他の何人に対してよりも、自分自身に対して最善の批評家であるところの彼は、つねにただ、彼の子供として恥しくない子供だけを生み、より恥しくない子供だけを育て上げてゐる。彼のと異つた芸術を要求することは固より許されよう。彼のにまさつて完全なる(或は完全に近い)芸術といふものは、たやすく現代の世界に見出されないであらう。

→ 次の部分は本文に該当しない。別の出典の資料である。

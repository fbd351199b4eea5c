//! The indirect segment representation: a window onto rows of another table.

use std::sync::Arc;

use crate::error::StorageError;
use crate::table::Table;
use crate::types::{ChunkOffset, ColumnId, PosList, RowId, Value};

/// A segment that stores no values of its own, only positions.
///
/// Each entry of the position list names a row of the referenced table; reads
/// delegate to whatever segment holds that row. The referenced table must be
/// materialized (value or dictionary segments only, so a reference segment
/// never chains through another reference segment; scans enforce this), and
/// the position list must be valid against it when the segment is built.
///
/// Both the table and the position list sit behind `Arc`: the same list is
/// shared by every column segment produced by one scan, and the table must
/// outlive all views onto it.
#[derive(Clone, Debug)]
pub struct ReferenceSegment {
    referenced_table: Arc<Table>,
    referenced_column_id: ColumnId,
    pos_list: Arc<PosList>,
}

impl ReferenceSegment {
    pub fn new(
        referenced_table: Arc<Table>,
        referenced_column_id: ColumnId,
        pos_list: Arc<PosList>,
    ) -> Self {
        Self {
            referenced_table,
            referenced_column_id,
            pos_list,
        }
    }

    pub fn size(&self) -> usize {
        self.pos_list.len()
    }

    pub fn referenced_table(&self) -> &Arc<Table> {
        &self.referenced_table
    }

    pub fn referenced_column_id(&self) -> ColumnId {
        self.referenced_column_id
    }

    pub fn pos_list(&self) -> &Arc<PosList> {
        &self.pos_list
    }

    /// The cell at `offset`, read through the referenced table. The null row
    /// id resolves to NULL without touching the table.
    pub fn at(&self, offset: ChunkOffset) -> Result<Value, StorageError> {
        let row_id = self.row_id(offset)?;
        if row_id.is_null() {
            return Ok(Value::Null);
        }
        self.referenced_table
            .get_chunk(row_id.chunk_id)?
            .segment(self.referenced_column_id)?
            .at(row_id.chunk_offset)
    }

    pub(crate) fn row_id(&self, offset: ChunkOffset) -> Result<RowId, StorageError> {
        self.pos_list
            .get(offset as usize)
            .copied()
            .ok_or(StorageError::OutOfBounds {
                index: offset as usize,
                len: self.pos_list.len(),
            })
    }

    pub fn estimate_memory_usage(&self) -> usize {
        self.pos_list.capacity() * std::mem::size_of::<RowId>()
    }
}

彼の芸術は、詩に於て最も彼らしきところを、最も完全なるところを示してゐる。
今の詩壇に対する彼の詩は、余りにも渾然たるが故に古典的時代錯誤であり、余りにも溌溂たるが故に未来派的時代錯誤であることを免れない。
嗚呼、この心憎き、羨望すべき時代錯誤よ。時代錯誤の麟鳳よ。永久に詩人的なるものよ。
『永久に詩人的なるもの』私達の友人よ、ねがはくは彼によりて、彼を取りまける総ての者が、詩の天上にまで引きあげられて行くことを。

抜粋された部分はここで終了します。